__Your objective__.
Look through the records and copy each line with the string "pedro" in it.

__Available records__.
________

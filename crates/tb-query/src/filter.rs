//! Predicate constructors and composition. Every predicate is a pure
//! function from record to bool; composing zero predicates is the
//! identity.

use chrono::{DateTime, Utc};
use tb_core::models::User;
use tb_core::traits::{FieldValue, Fields};

/// A pure filter over one record.
pub type Predicate<R> = Box<dyn Fn(&R) -> bool>;

/// Logical AND of all supplied predicates. An empty predicate list
/// returns the input unchanged.
pub fn filter_by<R: Clone>(records: &[R], predicates: &[Predicate<R>]) -> Vec<R> {
    records
        .iter()
        .filter(|record| predicates.iter().all(|predicate| predicate(record)))
        .cloned()
        .collect()
}

/// Case-insensitive substring match against any of the named fields.
/// The query is trimmed first; an empty query matches everything.
pub fn text_matches<R: Fields>(fields: &[&str], query: &str) -> Predicate<R> {
    let needle = query.trim().to_lowercase();
    let fields: Vec<String> = fields.iter().map(|f| f.to_string()).collect();

    Box::new(move |record| {
        needle.is_empty()
            || fields
                .iter()
                .any(|field| record.field(field).contains_lower(&needle))
    })
}

/// Loose equality on a single field: text compares case-insensitively,
/// numbers numerically. A missing field matches nothing.
pub fn field_equals<R: Fields>(field: &str, value: impl Into<FieldValue>) -> Predicate<R> {
    let field = field.to_string();
    let value = value.into();

    Box::new(move |record| record.field(&field).eq_loose(&value))
}

/// Inclusive timestamp range on a single field. Records without the
/// field (or with a non-timestamp value there) never match.
pub fn date_within<R: Fields>(
    field: &str,
    start: DateTime<Utc>,
    end: DateTime<Utc>,
) -> Predicate<R> {
    let field = field.to_string();

    Box::new(move |record| match record.field(&field) {
        FieldValue::Timestamp(t) => start <= t && t <= end,
        _ => false,
    })
}

/// Users whose ban has expired or who were never banned. The probe
/// instant is explicit so callers (and tests) control the clock.
pub fn is_active_user(now: DateTime<Utc>) -> Predicate<User> {
    Box::new(move |user| !user.is_banned_at(now))
}

/// Users with a ban that is still running at the probe instant.
pub fn is_banned_user(now: DateTime<Utc>) -> Predicate<User> {
    Box::new(move |user| user.is_banned_at(now))
}

#[cfg(test)]
mod tests {
    use super::*;
    use chrono::Duration;
    use tb_core::models::{Post, PostStatus};

    fn instant(s: &str) -> DateTime<Utc> {
        s.parse().expect("valid RFC 3339 timestamp")
    }

    fn user(name: &str, username: &str) -> User {
        User {
            name: name.to_string(),
            username: username.to_string(),
            email: format!("{username}@example.com"),
            ..Default::default()
        }
    }

    fn sample_users() -> Vec<User> {
        vec![
            user("Juan López", "juanlopez"),
            user("Ana Torres", "anat"),
            user("Pedro Ruiz", "pedro"),
        ]
    }

    #[test]
    fn empty_predicate_list_is_identity() {
        let users = sample_users();
        let filtered = filter_by(&users, &[]);
        assert_eq!(filtered, users, "same order, same elements");
    }

    #[test]
    fn search_is_case_insensitive_across_fields() {
        let users = sample_users();

        let hits = filter_by(&users, &[text_matches(&["name", "username"], "juan")]);
        assert_eq!(hits.len(), 1);
        assert_eq!(hits[0].name, "Juan López");

        let hits = filter_by(&users, &[text_matches(&["name", "username"], "JUAN")]);
        assert_eq!(hits.len(), 1, "query case never matters");
    }

    #[test]
    fn blank_query_matches_everything() {
        let users = sample_users();
        let hits = filter_by(&users, &[text_matches(&["name"], "   ")]);
        assert_eq!(hits.len(), users.len());
    }

    #[test]
    fn predicates_compose_with_and() {
        let posts = vec![
            Post {
                title: "Messi lifts the cup".into(),
                category: "Goals".into(),
                status: PostStatus::Published,
                ..Default::default()
            },
            Post {
                title: "Messi in training".into(),
                category: "Players".into(),
                status: PostStatus::Published,
                ..Default::default()
            },
            Post {
                title: "Tactical breakdown".into(),
                category: "Goals".into(),
                status: PostStatus::Pending,
                ..Default::default()
            },
        ];

        let hits = filter_by(
            &posts,
            &[
                text_matches(&["title", "description"], "messi"),
                field_equals("category", "goals"),
            ],
        );

        assert_eq!(hits.len(), 1);
        assert_eq!(hits[0].title, "Messi lifts the cup");
    }

    #[test]
    fn missing_field_never_equals() {
        let posts = vec![Post::default()];
        let hits = filter_by(&posts, &[field_equals("worldCup", 2022_i64)]);
        assert!(hits.is_empty());
    }

    #[test]
    fn date_within_is_inclusive() {
        let start = instant("2025-01-01T00:00:00Z");
        let end = instant("2025-01-31T00:00:00Z");

        let mut inside = user("Juan López", "juanlopez");
        inside.meta.created_at = start;
        let mut outside = user("Ana Torres", "anat");
        outside.meta.created_at = end + Duration::seconds(1);

        let users = vec![inside.clone(), outside];
        let hits = filter_by(&users, &[date_within("createdAt", start, end)]);
        assert_eq!(hits, vec![inside]);
    }

    #[test]
    fn ban_predicates_follow_the_expiry_rule() {
        let now = instant("2025-06-10T00:00:00Z");

        let mut banned = user("Pedro Ruiz", "pedro");
        banned.banned_until = Some(now + Duration::days(3));
        let expired = {
            let mut u = user("Ana Torres", "anat");
            u.banned_until = Some(now - Duration::days(1));
            u
        };
        let clean = user("Juan López", "juanlopez");

        let users = vec![banned.clone(), expired, clean];

        let banned_now = filter_by(&users, &[is_banned_user(now)]);
        assert_eq!(banned_now.len(), 1);
        assert_eq!(banned_now[0].username, "pedro");

        assert_eq!(filter_by(&users, &[is_active_user(now)]).len(), 2);

        // Four days later the 3-day ban has run out.
        let later = now + Duration::days(4);
        assert!(filter_by(&users, &[is_banned_user(later)]).is_empty());
    }
}
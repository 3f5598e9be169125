//! View projections: presentation-ready aggregates derived from a
//! record sequence. Pure functions; rendering them is the caller's
//! business.

use crate::filter::Predicate;
use tb_core::traits::Fields;

/// Placeholder cell for missing or empty fields.
const EMPTY_CELL: &str = "-";

/// How many records satisfy the predicate. Drives badges and counters
/// (pending count, banned count).
pub fn count_by<R>(records: &[R], predicate: &Predicate<R>) -> usize {
    records.iter().filter(|record| predicate(record)).count()
}

/// Ordered, stringified field values for one table row. Missing and
/// empty fields render as `-`.
pub fn to_summary_row<R: Fields>(record: &R, columns: &[&str]) -> Vec<String> {
    columns
        .iter()
        .map(|column| {
            record
                .field(column)
                .display()
                .unwrap_or_else(|| EMPTY_CELL.to_string())
        })
        .collect()
}

/// Groups records by the display value of one field, preserving the
/// insertion order of first occurrence ("posts per category" style
/// aggregation).
pub fn group_by<R: Fields + Clone>(records: &[R], field: &str) -> Vec<(String, Vec<R>)> {
    let mut groups: Vec<(String, Vec<R>)> = Vec::new();

    for record in records {
        let key = record
            .field(field)
            .display()
            .unwrap_or_else(|| EMPTY_CELL.to_string());

        match groups.iter_mut().find(|(existing, _)| *existing == key) {
            Some((_, members)) => members.push(record.clone()),
            None => groups.push((key, vec![record.clone()])),
        }
    }

    groups
}
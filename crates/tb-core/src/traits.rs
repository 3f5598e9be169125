//! # Core Traits (Ports)
//!
//! Any storage plugin must implement these traits to be used by the
//! store and the session guard. All ports are synchronous: the backing
//! medium is local and treated as instantaneous, and there is only one
//! logical writer at a time.

use crate::error::Result;
use crate::models::{RecordId, RecordMeta};
use chrono::{DateTime, Utc};
use serde::de::DeserializeOwned;
use serde::Serialize;

/// Raw key-value persistence contract, the seam where a browser's
/// local storage used to sit. Values are opaque strings; shaping them
/// into collections is the store's job, not the backend's.
#[cfg_attr(feature = "testing", mockall::automock)]
pub trait KeyValueBackend: Send + Sync {
    /// Returns the raw payload under `key`, or `None` if absent.
    fn get(&self, key: &str) -> Result<Option<String>>;

    /// Writes `value` under `key`, replacing any previous payload.
    fn set(&self, key: &str, value: &str) -> Result<()>;

    /// Deletes `key`. Deleting an absent key is not an error.
    fn remove(&self, key: &str) -> Result<()>;
}

/// Time source for id generation and record timestamps. Injected so
/// tests can pin or advance the clock.
pub trait Clock: Send + Sync {
    fn now(&self) -> DateTime<Utc>;
}

/// Wall-clock implementation used by the binaries.
pub struct SystemClock;

impl Clock for SystemClock {
    fn now(&self) -> DateTime<Utc> {
        Utc::now()
    }
}

/// A clock that only moves when told to. Exposed for external test
/// crates via the `testing` feature.
#[cfg(feature = "testing")]
pub struct ManualClock {
    now: std::sync::Mutex<DateTime<Utc>>,
}

#[cfg(feature = "testing")]
impl ManualClock {
    pub fn starting_at(instant: DateTime<Utc>) -> Self {
        Self {
            now: std::sync::Mutex::new(instant),
        }
    }

    pub fn set(&self, instant: DateTime<Utc>) {
        *self.now.lock().unwrap() = instant;
    }

    pub fn advance(&self, by: chrono::Duration) {
        let mut now = self.now.lock().unwrap();
        *now += by;
    }
}

#[cfg(feature = "testing")]
impl Clock for ManualClock {
    fn now(&self) -> DateTime<Utc> {
        *self.now.lock().unwrap()
    }
}

/// Contract implemented by every entity that lives in a collection.
///
/// An id of `0` means "not yet assigned"; the store allocates a real id
/// on first upsert and never changes it afterwards.
pub trait Record: Serialize + DeserializeOwned + Clone + Send + Sync + 'static {
    /// The storage key the collection is persisted under.
    const COLLECTION: &'static str;

    fn id(&self) -> RecordId;
    fn assign_id(&mut self, id: RecordId);

    fn meta(&self) -> &RecordMeta;
    fn meta_mut(&mut self) -> &mut RecordMeta;
}

/// A single field value as seen by the query and projection layers.
///
/// Field names are the wire (camelCase) names, so the same strings work
/// against a live record and against its persisted JSON form.
#[derive(Debug, Clone, PartialEq)]
pub enum FieldValue {
    Text(String),
    Int(i64),
    Float(f64),
    Timestamp(DateTime<Utc>),
    Missing,
}

impl FieldValue {
    /// Presentation text for the value. `None` for missing values and
    /// for text that is empty after trimming, so callers can substitute
    /// a placeholder.
    pub fn display(&self) -> Option<String> {
        match self {
            FieldValue::Text(s) => {
                let trimmed = s.trim();
                if trimmed.is_empty() {
                    None
                } else {
                    Some(trimmed.to_string())
                }
            }
            FieldValue::Int(n) => Some(n.to_string()),
            FieldValue::Float(x) => Some(x.to_string()),
            FieldValue::Timestamp(t) => Some(t.to_rfc3339()),
            FieldValue::Missing => None,
        }
    }

    /// Case-insensitive substring match against the display text.
    /// `needle` must already be lowercased.
    pub fn contains_lower(&self, needle: &str) -> bool {
        self.display()
            .map(|text| text.to_lowercase().contains(needle))
            .unwrap_or(false)
    }

    /// Loose equality: text compares case-insensitively, integers and
    /// floats compare numerically, missing values equal nothing.
    pub fn eq_loose(&self, other: &FieldValue) -> bool {
        match (self, other) {
            (FieldValue::Text(a), FieldValue::Text(b)) => a.eq_ignore_ascii_case(b),
            (FieldValue::Timestamp(a), FieldValue::Timestamp(b)) => a == b,
            (FieldValue::Missing, _) | (_, FieldValue::Missing) => false,
            (a, b) => match (a.as_number(), b.as_number()) {
                (Some(x), Some(y)) => x == y,
                _ => false,
            },
        }
    }

    /// Ordering used by the sort engine: numbers numerically, text
    /// case-insensitively, timestamps chronologically. Mismatched or
    /// missing values compare equal, which under a stable sort leaves
    /// their insertion order untouched.
    pub fn compare(&self, other: &FieldValue) -> std::cmp::Ordering {
        use std::cmp::Ordering;
        match (self, other) {
            (FieldValue::Text(a), FieldValue::Text(b)) => {
                a.to_lowercase().cmp(&b.to_lowercase())
            }
            (FieldValue::Timestamp(a), FieldValue::Timestamp(b)) => a.cmp(b),
            (a, b) => match (a.as_number(), b.as_number()) {
                (Some(x), Some(y)) => x.partial_cmp(&y).unwrap_or(Ordering::Equal),
                _ => Ordering::Equal,
            },
        }
    }

    fn as_number(&self) -> Option<f64> {
        match self {
            FieldValue::Int(n) => Some(*n as f64),
            FieldValue::Float(x) => Some(*x),
            _ => None,
        }
    }
}

impl From<&str> for FieldValue {
    fn from(s: &str) -> Self {
        FieldValue::Text(s.to_string())
    }
}

impl From<String> for FieldValue {
    fn from(s: String) -> Self {
        FieldValue::Text(s)
    }
}

impl From<i64> for FieldValue {
    fn from(n: i64) -> Self {
        FieldValue::Int(n)
    }
}

impl From<f64> for FieldValue {
    fn from(x: f64) -> Self {
        FieldValue::Float(x)
    }
}

impl From<DateTime<Utc>> for FieldValue {
    fn from(t: DateTime<Utc>) -> Self {
        FieldValue::Timestamp(t)
    }
}

/// Named-field access for filtering, sorting, and projection.
pub trait Fields {
    /// Returns the value of the named field, or [`FieldValue::Missing`]
    /// for names the entity does not carry.
    fn field(&self, name: &str) -> FieldValue;
}
//! # Tribuna Binary
//!
//! The entry point that assembles the data core based on compile-time
//! features, then walks the seeded collections the way the site's pages
//! would: stats table, filtered search, per-category grouping, and an
//! admin-gate check.

use std::sync::Arc;
use tb_auth::{RedirectTargets, SessionGuard};
use tb_configs::Settings;
use tb_core::models::{Category, Post, PostStatus, Role, User, WorldCup};
use tb_core::traits::KeyValueBackend;
use tb_query::{
    count_by, filter_by, group_by, sort_by, text_matches, to_summary_row, Predicate,
    SortDirection,
};
use tb_store::{defaults, RecordStore};
use tracing_subscriber::EnvFilter;

// Feature-gated imports: the binary is compiled to order
#[cfg(feature = "backend-file")]
use tb_backend_file::FileBackend;

#[cfg(all(feature = "backend-memory", not(feature = "backend-file")))]
use tb_backend_memory::MemoryBackend;

fn main() -> anyhow::Result<()> {
    tracing_subscriber::fmt()
        .with_env_filter(
            EnvFilter::try_from_default_env().unwrap_or_else(|_| EnvFilter::new("info")),
        )
        .init();

    let settings = Settings::load()?;
    tracing::info!(data_dir = %settings.data_dir.display(), "tribuna data core starting");

    // 1. Pick the storage implementation
    #[cfg(feature = "backend-file")]
    let backend: Arc<dyn KeyValueBackend> = Arc::new(FileBackend::open(&settings.data_dir)?);

    #[cfg(all(feature = "backend-memory", not(feature = "backend-file")))]
    let backend: Arc<dyn KeyValueBackend> = Arc::new(MemoryBackend::new());

    // 2. Store + first-run data
    let store = RecordStore::with_system_clock(backend.clone());
    store.seed_if_empty(&defaults::default_users())?;
    store.seed_if_empty(&defaults::default_categories())?;
    store.seed_if_empty(&defaults::default_world_cups())?;
    store.seed_if_empty(&defaults::default_posts())?;

    // 3. Guard wired to the users collection for role lookups
    let guard = {
        let users_store = store.clone();
        SessionGuard::new(
            backend,
            Box::new(move |username| {
                users_store
                    .list::<User>()
                    .into_iter()
                    .find(|user| user.username == username)
                    .map(|user| user.role)
            }),
            RedirectTargets {
                login: settings.login_target.clone(),
                fallback: settings.fallback_target.clone(),
            },
        )
    };

    // 4. The stats page: one row per tournament
    println!("World Cups");
    for cup in store.list::<WorldCup>() {
        let row = to_summary_row(
            &cup,
            &["year", "host", "champion", "runnerUp", "matches", "goals"],
        );
        println!("  {}", row.join(" | "));
    }

    // 5. The search box: published posts about Messi, most liked first
    let posts = store.list::<Post>();
    let published: Vec<Post> = posts
        .iter()
        .filter(|post| post.status == PostStatus::Published)
        .cloned()
        .collect();
    let hits = sort_by(
        &filter_by(&published, &[text_matches(&["title", "description"], "messi")]),
        "likes",
        SortDirection::Descending,
    );
    println!("\nSearch \"messi\": {} hit(s)", hits.len());
    for post in &hits {
        println!("  {} ({} likes)", post.title, post.likes);
    }

    // 6. The admin dashboard: pending badge, posts per category, the
    //    category table itself
    let is_pending: Predicate<Post> = Box::new(|post: &Post| post.status == PostStatus::Pending);
    println!("\nPending posts: {}", count_by(&posts, &is_pending));

    println!("Posts per category:");
    for (category, members) in group_by(&posts, "category") {
        println!("  {category}: {}", members.len());
    }

    println!("Categories:");
    for category in store.list::<Category>() {
        let row = to_summary_row(&category, &["icon", "name", "postCount"]);
        println!("  {}", row.join(" "));
    }

    // 7. The admin gate, before and after logging in
    println!("\nAdmin gate without a session: {:?}", guard.require_role(Role::Admin));
    guard.start_session("admin", false)?;
    println!("Admin gate as admin: {:?}", guard.require_role(Role::Admin));
    guard.end_session()?;

    Ok(())
}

________

__Result of the task__.
            user("Pedro Ruiz", "pedro"),
        let mut banned = user("Pedro Ruiz", "pedro");
        assert_eq!(banned_now[0].username, "pedro");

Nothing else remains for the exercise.